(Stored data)
========================

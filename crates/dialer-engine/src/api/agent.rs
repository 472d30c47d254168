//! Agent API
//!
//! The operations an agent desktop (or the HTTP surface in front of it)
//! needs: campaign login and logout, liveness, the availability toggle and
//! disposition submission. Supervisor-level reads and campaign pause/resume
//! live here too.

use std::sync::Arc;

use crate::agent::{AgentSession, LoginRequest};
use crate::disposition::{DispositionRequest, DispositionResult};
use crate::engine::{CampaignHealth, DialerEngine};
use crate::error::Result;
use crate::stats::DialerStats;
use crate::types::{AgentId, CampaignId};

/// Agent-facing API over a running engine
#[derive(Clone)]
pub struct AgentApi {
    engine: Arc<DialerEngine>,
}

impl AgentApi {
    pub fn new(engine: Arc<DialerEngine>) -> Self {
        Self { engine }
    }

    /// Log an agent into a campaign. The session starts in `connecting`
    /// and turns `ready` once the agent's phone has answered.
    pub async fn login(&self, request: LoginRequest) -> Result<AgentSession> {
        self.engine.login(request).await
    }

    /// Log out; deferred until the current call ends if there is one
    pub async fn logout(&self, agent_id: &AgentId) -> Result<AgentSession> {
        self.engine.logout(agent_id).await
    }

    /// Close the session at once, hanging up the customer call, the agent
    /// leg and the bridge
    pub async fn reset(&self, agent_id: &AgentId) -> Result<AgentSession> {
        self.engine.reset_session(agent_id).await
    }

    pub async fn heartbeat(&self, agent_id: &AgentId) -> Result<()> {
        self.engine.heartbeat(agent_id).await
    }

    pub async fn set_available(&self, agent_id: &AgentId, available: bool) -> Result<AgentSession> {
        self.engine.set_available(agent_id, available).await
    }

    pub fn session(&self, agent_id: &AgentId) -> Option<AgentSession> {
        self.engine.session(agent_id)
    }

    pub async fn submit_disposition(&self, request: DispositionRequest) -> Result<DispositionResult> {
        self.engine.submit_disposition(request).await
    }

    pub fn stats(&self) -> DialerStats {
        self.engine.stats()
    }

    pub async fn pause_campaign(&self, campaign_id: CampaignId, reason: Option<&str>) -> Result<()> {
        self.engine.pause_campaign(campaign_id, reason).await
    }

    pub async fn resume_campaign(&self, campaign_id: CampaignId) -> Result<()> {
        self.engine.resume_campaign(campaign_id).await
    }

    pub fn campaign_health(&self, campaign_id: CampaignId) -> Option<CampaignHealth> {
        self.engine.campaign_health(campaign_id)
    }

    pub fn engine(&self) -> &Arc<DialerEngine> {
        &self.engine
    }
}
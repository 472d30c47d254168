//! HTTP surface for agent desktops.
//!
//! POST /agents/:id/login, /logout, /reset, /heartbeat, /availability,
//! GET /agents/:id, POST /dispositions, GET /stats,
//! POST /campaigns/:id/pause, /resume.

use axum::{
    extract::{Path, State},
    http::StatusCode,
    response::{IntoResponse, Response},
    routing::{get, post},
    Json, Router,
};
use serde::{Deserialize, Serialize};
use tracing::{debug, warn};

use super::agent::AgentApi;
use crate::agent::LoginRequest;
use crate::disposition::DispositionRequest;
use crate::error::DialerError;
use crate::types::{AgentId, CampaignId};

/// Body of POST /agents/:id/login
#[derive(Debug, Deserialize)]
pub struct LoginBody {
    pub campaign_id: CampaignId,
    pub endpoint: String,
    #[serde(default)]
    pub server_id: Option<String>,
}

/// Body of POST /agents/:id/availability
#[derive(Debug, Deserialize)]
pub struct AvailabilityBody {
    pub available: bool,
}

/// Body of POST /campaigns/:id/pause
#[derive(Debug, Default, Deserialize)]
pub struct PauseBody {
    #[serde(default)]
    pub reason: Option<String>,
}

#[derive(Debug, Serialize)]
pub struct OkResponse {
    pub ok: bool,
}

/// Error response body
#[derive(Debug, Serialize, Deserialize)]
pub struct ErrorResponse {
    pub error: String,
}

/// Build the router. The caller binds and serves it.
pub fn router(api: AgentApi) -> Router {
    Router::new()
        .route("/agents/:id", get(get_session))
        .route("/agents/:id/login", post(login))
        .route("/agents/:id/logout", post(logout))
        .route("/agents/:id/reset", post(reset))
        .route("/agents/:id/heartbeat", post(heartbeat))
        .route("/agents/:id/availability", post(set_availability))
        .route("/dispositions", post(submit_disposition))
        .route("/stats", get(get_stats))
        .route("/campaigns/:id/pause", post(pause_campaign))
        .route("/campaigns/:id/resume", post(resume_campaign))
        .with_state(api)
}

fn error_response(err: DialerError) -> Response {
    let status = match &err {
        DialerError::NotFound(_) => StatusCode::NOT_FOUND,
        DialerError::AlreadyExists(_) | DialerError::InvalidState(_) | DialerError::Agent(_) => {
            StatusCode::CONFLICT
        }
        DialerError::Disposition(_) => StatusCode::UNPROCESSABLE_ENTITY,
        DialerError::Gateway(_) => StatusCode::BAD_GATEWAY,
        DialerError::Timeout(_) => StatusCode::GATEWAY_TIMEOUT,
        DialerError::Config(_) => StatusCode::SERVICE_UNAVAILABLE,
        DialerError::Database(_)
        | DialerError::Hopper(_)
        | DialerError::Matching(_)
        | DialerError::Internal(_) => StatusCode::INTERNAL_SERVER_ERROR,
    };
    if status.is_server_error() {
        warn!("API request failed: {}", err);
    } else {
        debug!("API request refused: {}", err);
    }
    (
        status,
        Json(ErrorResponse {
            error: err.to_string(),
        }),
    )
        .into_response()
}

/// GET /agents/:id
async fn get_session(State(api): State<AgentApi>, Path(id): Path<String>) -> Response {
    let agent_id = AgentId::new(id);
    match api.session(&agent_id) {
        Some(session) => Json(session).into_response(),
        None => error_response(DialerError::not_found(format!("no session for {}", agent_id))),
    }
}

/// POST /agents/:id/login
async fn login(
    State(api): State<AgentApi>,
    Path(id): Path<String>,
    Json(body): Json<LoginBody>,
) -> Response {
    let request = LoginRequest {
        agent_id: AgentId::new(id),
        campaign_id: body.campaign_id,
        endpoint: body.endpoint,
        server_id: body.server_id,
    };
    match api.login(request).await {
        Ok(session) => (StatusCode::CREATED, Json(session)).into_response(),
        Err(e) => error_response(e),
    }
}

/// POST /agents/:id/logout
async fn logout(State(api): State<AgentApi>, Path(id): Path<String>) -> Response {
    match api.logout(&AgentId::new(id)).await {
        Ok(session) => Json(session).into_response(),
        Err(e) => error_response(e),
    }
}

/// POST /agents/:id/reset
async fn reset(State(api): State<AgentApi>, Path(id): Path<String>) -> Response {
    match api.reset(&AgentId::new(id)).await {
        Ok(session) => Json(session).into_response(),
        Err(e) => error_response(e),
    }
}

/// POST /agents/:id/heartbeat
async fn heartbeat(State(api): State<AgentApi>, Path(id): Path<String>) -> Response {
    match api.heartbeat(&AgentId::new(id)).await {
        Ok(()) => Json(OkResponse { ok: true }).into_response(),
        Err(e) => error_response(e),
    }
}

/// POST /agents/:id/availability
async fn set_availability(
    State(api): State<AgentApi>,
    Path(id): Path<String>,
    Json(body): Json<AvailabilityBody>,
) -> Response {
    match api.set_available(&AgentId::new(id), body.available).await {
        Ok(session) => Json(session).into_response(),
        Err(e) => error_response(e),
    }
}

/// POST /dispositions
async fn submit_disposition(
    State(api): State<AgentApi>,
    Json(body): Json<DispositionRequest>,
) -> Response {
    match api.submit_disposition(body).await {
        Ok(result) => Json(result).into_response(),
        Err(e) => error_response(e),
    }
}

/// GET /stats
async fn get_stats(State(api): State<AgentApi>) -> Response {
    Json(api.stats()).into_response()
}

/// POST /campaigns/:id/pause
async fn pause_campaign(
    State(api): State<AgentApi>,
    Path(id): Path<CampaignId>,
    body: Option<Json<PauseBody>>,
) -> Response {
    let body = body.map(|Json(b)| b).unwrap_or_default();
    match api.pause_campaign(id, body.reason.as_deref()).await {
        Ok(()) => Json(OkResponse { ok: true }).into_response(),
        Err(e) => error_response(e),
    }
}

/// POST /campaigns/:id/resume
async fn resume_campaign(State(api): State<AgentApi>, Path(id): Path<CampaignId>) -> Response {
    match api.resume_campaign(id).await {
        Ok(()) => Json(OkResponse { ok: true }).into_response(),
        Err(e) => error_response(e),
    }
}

========================

**Task description**
Starting at the first line of the records above, please copy every line exactly through the line containing "submit_disposition(&self, request: DispositionRequest)", and stop there.

**Expected answer**
filename crates/dialer-engine/src/api/agent.rs
repository 472d30c47d254168
//! Agent API
//!
//! The operations an agent desktop (or the HTTP surface in front of it)
//! needs: campaign login and logout, liveness, the availability toggle and
//! disposition submission. Supervisor-level reads and campaign pause/resume
//! live here too.

use std::sync::Arc;

use crate::agent::{AgentSession, LoginRequest};
use crate::disposition::{DispositionRequest, DispositionResult};
use crate::engine::{CampaignHealth, DialerEngine};
use crate::error::Result;
use crate::stats::DialerStats;
use crate::types::{AgentId, CampaignId};

/// Agent-facing API over a running engine
#[derive(Clone)]
pub struct AgentApi {
    engine: Arc<DialerEngine>,
}

impl AgentApi {
    pub fn new(engine: Arc<DialerEngine>) -> Self {
        Self { engine }
    }

    /// Log an agent into a campaign. The session starts in `connecting`
    /// and turns `ready` once the agent's phone has answered.
    pub async fn login(&self, request: LoginRequest) -> Result<AgentSession> {
        self.engine.login(request).await
    }

    /// Log out; deferred until the current call ends if there is one
    pub async fn logout(&self, agent_id: &AgentId) -> Result<AgentSession> {
        self.engine.logout(agent_id).await
    }

    /// Close the session at once, hanging up the customer call, the agent
    /// leg and the bridge
    pub async fn reset(&self, agent_id: &AgentId) -> Result<AgentSession> {
        self.engine.reset_session(agent_id).await
    }

    pub async fn heartbeat(&self, agent_id: &AgentId) -> Result<()> {
        self.engine.heartbeat(agent_id).await
    }

    pub async fn set_available(&self, agent_id: &AgentId, available: bool) -> Result<AgentSession> {
        self.engine.set_available(agent_id, available).await
    }

    pub fn session(&self, agent_id: &AgentId) -> Option<AgentSession> {
        self.engine.session(agent_id)
    }

    pub async fn submit_disposition(&self, request: DispositionRequest) -> Result<DispositionResult> {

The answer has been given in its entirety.